(Task to complete): Search the data for the word "recompute" and copy every line that contains it.

(Source data):
>>

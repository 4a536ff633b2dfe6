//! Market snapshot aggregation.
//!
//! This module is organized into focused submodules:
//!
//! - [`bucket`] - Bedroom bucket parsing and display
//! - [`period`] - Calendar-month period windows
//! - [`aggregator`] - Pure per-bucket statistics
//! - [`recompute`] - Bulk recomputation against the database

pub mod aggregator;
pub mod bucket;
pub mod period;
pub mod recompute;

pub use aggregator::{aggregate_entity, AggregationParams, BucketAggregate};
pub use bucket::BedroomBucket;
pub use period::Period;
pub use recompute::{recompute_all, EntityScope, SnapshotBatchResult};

<<

(Written reply):
//! - [`recompute`] - Bulk recomputation against the database
pub mod recompute;
pub use recompute::{recompute_all, EntityScope, SnapshotBatchResult};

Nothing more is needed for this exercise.